Aproximadamente seis em cada 1000 crianças apresentam perda de audição ao nascimento. Estimativa preocupante, levando em conta que muitos dos sentidos ligados a formação infantil passam pela audição. No entanto, somente em menos de 20% dos casos a deficiência é detectada antes dos seis meses, comprometendo o desenvolvimento da criança.
Para a especialista Neide Fátima Cordeiro D. Oliveira, membro da Associação Brasileira de Otorrinolaringologia, até uma perda leve ou moderada pode resultar numa dificuldade para ouvir. A surdez na criança pequena (zero a três anos) tem conseqüências muito mais graves que nos adultos, pois a audição é necessária para o desenvolvimento não somente da linguagem, mas principalmente da inteligência.
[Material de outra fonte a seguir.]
//! Prior-generation readers for schema migration.
//!
//! A firmware upgrade that changes the record layout bumps the version tag
//! and lists the previous layouts as a chain of [`Prior`] markers. Because
//! every generation's CRC seed incorporates its own version tag, a region
//! last written by older firmware produces valid CRCs only for that
//! generation's reader; the generations separate cleanly without a version
//! byte in the block body.

use core::marker::PhantomData;

use crate::error::Error;
use crate::platform::NvMem;
use crate::{Persist, Record};

/// One prior generation: record type `D`, stored under `VERSION`, with the
/// geometry implied by `D`'s size. Only ever used at the type level.
pub struct Prior<D, const VERSION: u8, const FAULT_TOLERANT: bool = true>(PhantomData<D>);

/// A type-level list of prior generations, newest first, encoded as nested
/// tuples terminated by `()`:
///
/// ```text
/// (Prior<ConfigV2, 2>, (Prior<ConfigV1, 1>, ()))
/// ```
///
/// Each generation's record must convert into its successor's via `Into`;
/// the conversions chain stepwise up to the current record type.
pub trait Priors<M: NvMem, T> {
    /// Load the newest record any generation in the list can recover from
    /// `nvmem`, converted to `T`. `Error::NoData` when none can.
    fn load(nvmem: &mut M) -> Result<T, Error>;
}

impl<M: NvMem, T> Priors<M, T> for () {
    fn load(_nvmem: &mut M) -> Result<T, Error> {
        Err(Error::NoData)
    }
}

impl<M, T, D, const VERSION: u8, const FAULT_TOLERANT: bool, Rest> Priors<M, T>
    for (Prior<D, VERSION, FAULT_TOLERANT>, Rest)
where
    M: NvMem,
    D: Record + Into<T>,
    Rest: Priors<M, D>,
{
    fn load(nvmem: &mut M) -> Result<T, Error> {
        let loaded = {
            let mut prior: Persist<&mut M, D, VERSION, FAULT_TOLERANT> =
                Persist::new(&mut *nvmem)?;
            prior.init()?;
            prior.load()
        };

        match loaded {
            Ok(data) => Ok(data.into()),
            Err(Error::NoData) => Rest::load(nvmem).map(Into::into),
            Err(e) => Err(e),
        }
    }
}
Quando diagnosticar a perda auditiva? As perdas congênitas devem ser diagnosticadas ao nascimento, e as adquiridas em período imediatamente após o parto. A especialista recomenda que seja feita a avaliação em todos os bebes nos três primeiros meses de vida.
As crianças em idade escolar devem ser observadas também. Existem algumas maneiras simples de saber se a criança possui problemas auditivos, como: falar baixo o nome dela e observar se ela atende etc. e dessa forma avaliar suas reações.